(Collected data)

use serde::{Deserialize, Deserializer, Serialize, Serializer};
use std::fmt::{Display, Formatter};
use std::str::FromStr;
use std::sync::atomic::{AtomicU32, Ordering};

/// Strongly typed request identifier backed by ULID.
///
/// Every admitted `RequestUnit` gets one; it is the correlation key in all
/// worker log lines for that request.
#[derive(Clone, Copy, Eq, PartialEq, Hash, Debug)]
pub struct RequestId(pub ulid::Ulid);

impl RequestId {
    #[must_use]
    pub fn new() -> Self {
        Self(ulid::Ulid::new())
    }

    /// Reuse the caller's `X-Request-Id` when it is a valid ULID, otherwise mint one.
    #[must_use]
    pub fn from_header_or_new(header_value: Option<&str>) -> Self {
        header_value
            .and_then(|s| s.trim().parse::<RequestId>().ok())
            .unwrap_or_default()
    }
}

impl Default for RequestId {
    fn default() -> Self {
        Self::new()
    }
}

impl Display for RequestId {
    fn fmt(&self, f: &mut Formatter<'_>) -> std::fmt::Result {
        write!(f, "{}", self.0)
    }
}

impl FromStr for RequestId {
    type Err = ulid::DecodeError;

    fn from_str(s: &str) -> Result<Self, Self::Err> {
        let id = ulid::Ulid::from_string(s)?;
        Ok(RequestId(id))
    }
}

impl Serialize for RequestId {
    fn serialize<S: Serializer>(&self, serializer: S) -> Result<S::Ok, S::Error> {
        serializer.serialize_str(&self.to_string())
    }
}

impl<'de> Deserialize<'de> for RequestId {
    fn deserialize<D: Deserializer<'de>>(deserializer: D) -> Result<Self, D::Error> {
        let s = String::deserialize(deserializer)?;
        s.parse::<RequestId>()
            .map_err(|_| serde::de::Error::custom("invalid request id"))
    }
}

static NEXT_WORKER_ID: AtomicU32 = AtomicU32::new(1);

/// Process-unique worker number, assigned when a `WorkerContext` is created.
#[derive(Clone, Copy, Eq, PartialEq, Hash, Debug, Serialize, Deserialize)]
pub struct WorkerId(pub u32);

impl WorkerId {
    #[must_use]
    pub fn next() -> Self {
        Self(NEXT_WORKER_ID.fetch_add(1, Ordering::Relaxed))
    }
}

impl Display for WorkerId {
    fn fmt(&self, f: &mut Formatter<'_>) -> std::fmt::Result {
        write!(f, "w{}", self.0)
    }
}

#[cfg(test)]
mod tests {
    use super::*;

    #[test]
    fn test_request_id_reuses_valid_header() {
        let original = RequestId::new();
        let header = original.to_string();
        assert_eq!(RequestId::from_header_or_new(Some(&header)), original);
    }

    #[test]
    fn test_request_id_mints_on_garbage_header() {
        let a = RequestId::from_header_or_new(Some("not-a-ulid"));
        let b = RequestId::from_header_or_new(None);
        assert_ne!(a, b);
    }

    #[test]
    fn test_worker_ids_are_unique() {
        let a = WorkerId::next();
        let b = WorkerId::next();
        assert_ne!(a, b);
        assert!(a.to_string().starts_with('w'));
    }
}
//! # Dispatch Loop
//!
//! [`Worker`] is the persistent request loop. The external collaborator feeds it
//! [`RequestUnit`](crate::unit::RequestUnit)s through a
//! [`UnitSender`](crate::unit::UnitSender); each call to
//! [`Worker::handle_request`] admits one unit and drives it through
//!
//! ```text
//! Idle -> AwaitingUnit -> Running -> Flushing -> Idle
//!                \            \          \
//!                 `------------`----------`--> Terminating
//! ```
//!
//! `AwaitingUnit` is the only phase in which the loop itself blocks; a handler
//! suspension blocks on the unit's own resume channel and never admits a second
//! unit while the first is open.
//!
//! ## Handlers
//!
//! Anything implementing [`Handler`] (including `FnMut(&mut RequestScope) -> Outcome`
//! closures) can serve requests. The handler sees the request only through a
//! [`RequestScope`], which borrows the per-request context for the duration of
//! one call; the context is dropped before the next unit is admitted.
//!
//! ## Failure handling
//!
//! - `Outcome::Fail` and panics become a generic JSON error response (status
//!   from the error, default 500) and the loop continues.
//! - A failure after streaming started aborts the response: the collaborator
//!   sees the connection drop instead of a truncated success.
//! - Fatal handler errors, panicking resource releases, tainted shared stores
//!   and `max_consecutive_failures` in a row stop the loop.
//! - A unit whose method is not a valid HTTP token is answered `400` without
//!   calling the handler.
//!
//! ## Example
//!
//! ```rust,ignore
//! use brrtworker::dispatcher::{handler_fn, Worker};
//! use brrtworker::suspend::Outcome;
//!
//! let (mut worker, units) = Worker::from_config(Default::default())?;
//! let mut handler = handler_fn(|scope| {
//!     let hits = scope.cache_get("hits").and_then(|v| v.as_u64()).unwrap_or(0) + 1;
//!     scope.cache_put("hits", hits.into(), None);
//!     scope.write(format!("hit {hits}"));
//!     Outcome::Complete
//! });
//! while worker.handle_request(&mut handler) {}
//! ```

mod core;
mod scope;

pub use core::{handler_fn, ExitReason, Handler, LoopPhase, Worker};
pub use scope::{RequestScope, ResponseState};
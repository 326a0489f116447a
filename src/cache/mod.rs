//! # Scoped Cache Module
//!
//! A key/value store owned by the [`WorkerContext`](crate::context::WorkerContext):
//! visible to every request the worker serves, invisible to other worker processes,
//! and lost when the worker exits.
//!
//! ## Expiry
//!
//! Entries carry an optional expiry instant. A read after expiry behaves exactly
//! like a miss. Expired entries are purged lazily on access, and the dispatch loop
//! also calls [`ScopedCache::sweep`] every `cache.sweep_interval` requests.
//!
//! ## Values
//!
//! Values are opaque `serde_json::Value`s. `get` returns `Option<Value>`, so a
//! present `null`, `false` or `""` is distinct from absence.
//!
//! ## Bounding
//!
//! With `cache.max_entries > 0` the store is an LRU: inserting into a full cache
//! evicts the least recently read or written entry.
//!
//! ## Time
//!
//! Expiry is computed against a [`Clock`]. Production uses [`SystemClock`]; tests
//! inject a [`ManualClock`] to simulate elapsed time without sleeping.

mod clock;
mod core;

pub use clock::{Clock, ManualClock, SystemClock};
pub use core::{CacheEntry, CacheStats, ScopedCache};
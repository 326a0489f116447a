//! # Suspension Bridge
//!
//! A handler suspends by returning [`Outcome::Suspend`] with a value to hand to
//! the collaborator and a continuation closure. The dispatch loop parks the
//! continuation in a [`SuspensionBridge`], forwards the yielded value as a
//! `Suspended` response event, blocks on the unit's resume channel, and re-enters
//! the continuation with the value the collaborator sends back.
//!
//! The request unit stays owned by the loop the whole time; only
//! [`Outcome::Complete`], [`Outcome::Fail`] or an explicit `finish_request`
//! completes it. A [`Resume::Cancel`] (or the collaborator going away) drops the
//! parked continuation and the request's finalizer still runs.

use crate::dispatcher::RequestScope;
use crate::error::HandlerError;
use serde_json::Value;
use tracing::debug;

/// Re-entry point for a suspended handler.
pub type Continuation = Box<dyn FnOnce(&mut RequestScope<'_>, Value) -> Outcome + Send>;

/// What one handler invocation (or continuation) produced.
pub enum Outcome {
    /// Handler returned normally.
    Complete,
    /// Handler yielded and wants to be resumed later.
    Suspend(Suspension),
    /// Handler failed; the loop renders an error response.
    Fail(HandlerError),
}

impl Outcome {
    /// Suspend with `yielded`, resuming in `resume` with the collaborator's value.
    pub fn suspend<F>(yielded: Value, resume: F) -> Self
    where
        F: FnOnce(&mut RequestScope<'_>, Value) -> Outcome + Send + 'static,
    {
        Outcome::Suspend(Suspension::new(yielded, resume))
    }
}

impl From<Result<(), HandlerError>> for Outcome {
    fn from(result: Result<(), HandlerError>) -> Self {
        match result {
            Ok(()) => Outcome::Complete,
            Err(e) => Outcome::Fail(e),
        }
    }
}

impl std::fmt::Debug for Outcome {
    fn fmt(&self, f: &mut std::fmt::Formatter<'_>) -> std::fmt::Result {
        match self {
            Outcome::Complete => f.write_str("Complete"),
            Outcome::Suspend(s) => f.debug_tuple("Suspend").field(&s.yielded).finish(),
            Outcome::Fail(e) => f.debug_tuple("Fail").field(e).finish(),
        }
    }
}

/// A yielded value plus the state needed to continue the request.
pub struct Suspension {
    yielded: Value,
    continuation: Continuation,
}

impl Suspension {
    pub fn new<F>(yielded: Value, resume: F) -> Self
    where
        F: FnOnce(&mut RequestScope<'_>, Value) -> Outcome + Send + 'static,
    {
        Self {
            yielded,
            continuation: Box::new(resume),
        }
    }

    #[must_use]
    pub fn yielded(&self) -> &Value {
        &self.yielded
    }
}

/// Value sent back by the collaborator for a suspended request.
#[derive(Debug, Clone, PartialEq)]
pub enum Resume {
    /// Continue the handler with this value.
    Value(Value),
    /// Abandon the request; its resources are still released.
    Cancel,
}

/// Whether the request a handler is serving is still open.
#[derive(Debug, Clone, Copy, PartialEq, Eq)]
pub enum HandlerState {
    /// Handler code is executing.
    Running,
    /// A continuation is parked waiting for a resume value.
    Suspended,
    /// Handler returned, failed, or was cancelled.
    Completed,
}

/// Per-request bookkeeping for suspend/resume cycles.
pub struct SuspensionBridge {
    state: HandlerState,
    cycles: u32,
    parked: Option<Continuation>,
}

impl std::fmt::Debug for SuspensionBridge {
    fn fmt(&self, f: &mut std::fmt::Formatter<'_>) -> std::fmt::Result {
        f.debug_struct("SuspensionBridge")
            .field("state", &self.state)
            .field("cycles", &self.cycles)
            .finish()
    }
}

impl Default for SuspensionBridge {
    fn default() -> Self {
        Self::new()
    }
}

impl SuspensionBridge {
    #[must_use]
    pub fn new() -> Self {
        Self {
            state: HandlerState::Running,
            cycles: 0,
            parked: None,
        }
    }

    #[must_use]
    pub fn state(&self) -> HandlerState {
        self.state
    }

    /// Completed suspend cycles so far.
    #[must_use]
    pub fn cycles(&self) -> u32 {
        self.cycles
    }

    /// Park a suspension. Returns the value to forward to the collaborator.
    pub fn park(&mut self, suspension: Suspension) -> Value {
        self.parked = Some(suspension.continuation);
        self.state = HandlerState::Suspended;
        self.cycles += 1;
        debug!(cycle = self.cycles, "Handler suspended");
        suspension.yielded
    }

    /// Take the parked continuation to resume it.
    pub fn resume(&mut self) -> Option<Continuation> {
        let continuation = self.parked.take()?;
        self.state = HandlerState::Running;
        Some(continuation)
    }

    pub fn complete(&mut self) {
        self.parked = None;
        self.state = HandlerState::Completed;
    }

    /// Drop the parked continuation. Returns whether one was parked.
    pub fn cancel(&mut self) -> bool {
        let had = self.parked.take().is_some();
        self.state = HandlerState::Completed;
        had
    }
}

Work required: Search the entries for the word "Completed" and copy every line that has it.

Exercise answer:
    Completed,
    /// Completed suspend cycles so far.
        self.state = HandlerState::Completed;
        self.state = HandlerState::Completed;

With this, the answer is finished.